Instruction Format • the instruction set is implemented with 16-bit fixed length instructions. • operations are basically executed using registers. • Except for bit-manipulation operations such as logical AND that are executed directly in memory, operands in an operation that requires memory access are loaded into registers and the operation is executed between the registers.
Instruction Format (cont’d) • Delayed Branches: Except for the two branch instructions BF and BT, branch instructions and RTE are delayed branches. (In a delayed branch, the instruction following the branch is executed before the branch destination instruction.) • Constant Values: An 8-bit constant value can be specified by the instruction code and an immediate value. 16-bit and 32-bit constant values can be defined as literal constant values in memory
Addressing Modes • Register direct • Register indirect (supports post and pre decrement and increment as well as displacement) • Indexed register indirect, i.e. the effective address is sum of register Rn and R0 contents. • Immediate
Instruction Set • Over 100 different instructions including FP, mostly variations on MOV, ADD, etc. to accommodate different addressing modes. • Instruction mnemonic: OP, Sz, SRC, DEST • OP: Operation code • Sz: Size • SRC: Source • DEST: Source and/or destination operand
Instruction Level Parallelism • The SH7750 Series is a 2-ILP (instruction-level-parallelism) superscalar pipelining microprocessor. • Instruction execution is pipelined, and two instructions can be executed in parallel. • Parallel execution depends on the instructions – not all instructions can be executed in parallel with all others
Pipelining • The instruction pipeline has 5 stages: • Instruction fetch (I) • decode and register read (D) • execution (EX/SX/F0/F1/F2/F3) • data access (NA/MA) • write-back (S/FS)
ILP Illustration http://www.hitachisemiconductor.com/sic/jsp/japan/eng/products/ mpumcu/32bit/image/2_way.gif
Direct Memory Access • The SH7750 Series includes an on-chip four-channel direct memory access controller (DMAC). • The DMAC can be used in place of the CPU to perform high-speed data transfers among external devices equipped with DACK (DMA transfer end notification), external memories, memory mapped external devices, and on-chip peripheral modules (except the DMAC, BSC, and UBC). • Using the DMAC reduces the burden on the CPU and increases the operating efficiency of the chip.
Serial Communication Interface (SCI) • The SH7750 is equipped with a single-channel serial communication interface (SCI) and a single channel serial communication interface with built-in FIFO registers (SCI with FIFO: SCIF). • The SCI can handle both asynchronous and synchronous serial communication.

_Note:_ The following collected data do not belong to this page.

mod appsettings;
mod storage;
mod trigger;

use std::sync::Arc;

use anyhow::Context;
use sipsweet_telegram::{
    TelegramDeliveryChannel, TelegramInteractionInterface, teloxide::Bot,
};
use tokio_util::sync::CancellationToken;

use crate::{appsettings::AppSettings, storage::Stores, trigger::ReminderTrigger};

#[tokio::main]
async fn main() -> anyhow::Result<()> {
    dotenvy::dotenv().ok();
    pretty_env_logger::init();

    let settings = AppSettings::load().context("Failed to load appsettings")?;
    let stores = Stores::open(&settings.storage.data_dir, settings.storage.conflict_policy);

    let bot = Bot::new(&settings.telegram.token);
    let delivery_channel = Arc::new(TelegramDeliveryChannel::new(bot.clone()));
    let trigger = Arc::new(ReminderTrigger::new(stores.clone(), delivery_channel));

    let cancellation_token = CancellationToken::new();

    let trigger_task = tokio::spawn({
        let trigger = trigger.clone();
        let token = cancellation_token.child_token();
        let period = settings.trigger.check_interval();
        async move { trigger.run(period, token).await }
    });

    let sync_task = tokio::spawn({
        let stores = stores.clone();
        let token = cancellation_token.child_token();
        let period = settings.storage.sync_interval();
        async move { stores.run_sync(period, token).await }
    });

    TelegramInteractionInterface::start(
        bot,
        stores.settings.clone(),
        stores.intake.clone(),
        stores.sent.clone(),
    )
    .await;

    log::info!("Shutting down");
    cancellation_token.cancel();
    trigger_task.await?;
    sync_task.await?;

    Ok(())
}

#[cfg(test)]
mod tests;
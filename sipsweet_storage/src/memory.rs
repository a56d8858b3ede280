use std::{collections::HashMap, hash::Hash};

use async_trait::async_trait;
use tokio::sync::RwLock;

use crate::{StorageError, tiered::StoreTier};

pub struct InMemoryTier<K, V> {
    store: RwLock<HashMap<K, V>>,
}

impl<K, V> InMemoryTier<K, V> {
    pub fn new() -> Self {
        Self {
            store: RwLock::new(HashMap::new()),
        }
    }
}

impl<K, V> Default for InMemoryTier<K, V> {
    fn default() -> Self {
        Self::new()
    }
}

#[async_trait]
impl<K, V> StoreTier<K, V> for InMemoryTier<K, V>
where
    K: Eq + Hash + Clone + Send + Sync + 'static,
    V: Clone + Send + Sync + 'static,
{
    async fn get(&self, key: &K) -> Result<Option<V>, StorageError> {
        Ok(self.store.read().await.get(key).cloned())
    }

    async fn put(&self, key: K, value: V) -> Result<(), StorageError> {
        self.store.write().await.insert(key, value);
        Ok(())
    }

    async fn keys(&self) -> Result<Vec<K>, StorageError> {
        Ok(self.store.read().await.keys().cloned().collect())
    }
}
use thiserror::Error;

#[derive(Debug, Error)]
pub enum StorageError {
    #[error(transparent)]
    Io(#[from] std::io::Error),

    #[error(transparent)]
    Json(#[from] serde_json::Error),

    #[error("Remote store unavailable: {0}")]
    Remote(String),
}
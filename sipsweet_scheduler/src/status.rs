use chrono::{DateTime, TimeZone, Utc};
use serde::Serialize;
use sipsweet_models::{intake::IntakeEvent, settings::ReminderSettings, time_of_day::TimeOfDay};

use crate::{
    decision::{decide, last_sip_today, reminder_anchor},
    dnd::should_send_notification,
};

#[derive(Debug, Clone, PartialEq, Eq, Serialize)]
#[serde(rename_all = "camelCase")]
pub struct DndStatus {
    pub enabled: bool,
    pub start: Option<TimeOfDay>,
    pub end: Option<TimeOfDay>,
}

/// Read-only view of the reminder state, for status queries.
#[derive(Debug, Clone, PartialEq, Eq, Serialize)]
#[serde(rename_all = "camelCase")]
pub struct ReminderStatus {
    /// The interval since the last sip or reminder has elapsed, regardless of DND.
    pub should_send_reminder: bool,
    pub is_dnd_active: bool,
    pub last_sip: Option<DateTime<Utc>>,
    pub last_reminder: Option<DateTime<Utc>>,
    pub next_reminder: DateTime<Utc>,
    pub interval_minutes: u32,
    pub dnd: DndStatus,
}

/// Status as the trigger sees it: anchored on the same instant the trigger
/// uses, so the reported next reminder is the one that will actually fire.
pub fn reminder_status<Tz: TimeZone>(
    settings: &ReminderSettings,
    today_events: &[IntakeEvent],
    last_sent: Option<DateTime<Utc>>,
    now: &DateTime<Tz>,
) -> ReminderStatus {
    let decision = decide(settings, reminder_anchor(today_events, last_sent, now), now);

    ReminderStatus {
        should_send_reminder: decision.should_send || decision.blocked_by_dnd,
        is_dnd_active: !should_send_notification(settings, now),
        last_sip: last_sip_today(today_events, now),
        last_reminder: last_sent,
        next_reminder: decision.next_eligible_instant,
        interval_minutes: settings.interval_minutes,
        dnd: DndStatus {
            enabled: settings.dnd_enabled,
            start: settings.dnd_start,
            end: settings.dnd_end,
        },
    }
}
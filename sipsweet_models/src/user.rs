/// Telegram chat id of the user owning the settings and the intake log.
pub type UserId = i64;
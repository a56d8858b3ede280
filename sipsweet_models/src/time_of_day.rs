use std::{fmt, str::FromStr};

use chrono::{DateTime, NaiveTime, TimeZone, Timelike};
use serde::{Deserialize, Serialize};
use thiserror::Error;

pub const MINUTES_PER_DAY: u32 = 24 * 60;

#[derive(Debug, Error, PartialEq, Eq)]
#[error("Invalid time of day {0:?}, expected HH:MM in 24-hour format")]
pub struct ParseTimeOfDayError(pub String);

/// A wall-clock time with minute precision, as used by DND bounds.
///
/// Serialized as an `HH:MM` string.
#[derive(Debug, Clone, Copy, PartialEq, Eq, PartialOrd, Ord, Hash, Serialize, Deserialize)]
#[serde(try_from = "String", into = "String")]
pub struct TimeOfDay(NaiveTime);

impl TimeOfDay {
    pub fn new(inner: NaiveTime) -> Self {
        let normalized_time =
            NaiveTime::from_hms_opt(inner.hour(), inner.minute(), 0).expect("Will never fail.");
        Self(normalized_time)
    }

    pub fn from_hm(hour: u32, minute: u32) -> Option<Self> {
        NaiveTime::from_hms_opt(hour, minute, 0).map(Self)
    }

    /// Local time-of-day of `instant` in its own time zone.
    pub fn of<Tz: TimeZone>(instant: &DateTime<Tz>) -> Self {
        Self::new(instant.time())
    }

    pub fn time(&self) -> &NaiveTime {
        &self.0
    }

    pub fn hour(&self) -> u32 {
        self.0.hour()
    }

    /// Always in `[0, MINUTES_PER_DAY)`.
    pub fn minutes_since_midnight(&self) -> u32 {
        self.0.hour() * 60 + self.0.minute()
    }

    /// `2:00 AM` style rendering for user-facing text.
    pub fn format_12h(&self) -> String {
        self.0.format("%-I:%M %p").to_string()
    }
}

impl fmt::Display for TimeOfDay {
    fn fmt(&self, f: &mut fmt::Formatter<'_>) -> fmt::Result {
        write!(f, "{:02}:{:02}", self.0.hour(), self.0.minute())
    }
}

impl FromStr for TimeOfDay {
    type Err = ParseTimeOfDayError;

    fn from_str(s: &str) -> Result<Self, Self::Err> {
        let err = || ParseTimeOfDayError(s.to_owned());

        let (hour, minute) = s.trim().split_once(':').ok_or_else(err)?;
        let is_number = |part: &str, max_len: usize| {
            !part.is_empty() && part.len() <= max_len && part.chars().all(|c| c.is_ascii_digit())
        };

        if !is_number(hour, 2) || !is_number(minute, 2) || minute.len() != 2 {
            return Err(err());
        }

        let hour = hour.parse().map_err(|_| err())?;
        let minute = minute.parse().map_err(|_| err())?;

        Self::from_hm(hour, minute).ok_or_else(err)
    }
}

impl TryFrom<String> for TimeOfDay {
    type Error = ParseTimeOfDayError;

    fn try_from(value: String) -> Result<Self, Self::Error> {
        value.parse()
    }
}

impl From<TimeOfDay> for String {
    fn from(value: TimeOfDay) -> Self {
        value.to_string()
    }
}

A function is also provided for serial communication between processors (multiprocessor communication function).
Smart Card Interface • An IC card (smart card) interface conforming to ISO/IEC 7816-3 (Identification Card) is supported as a serial communication interface (SCI) extension function. • Switching between the normal serial communication interface and the smart card interface is carried out by means of a register setting.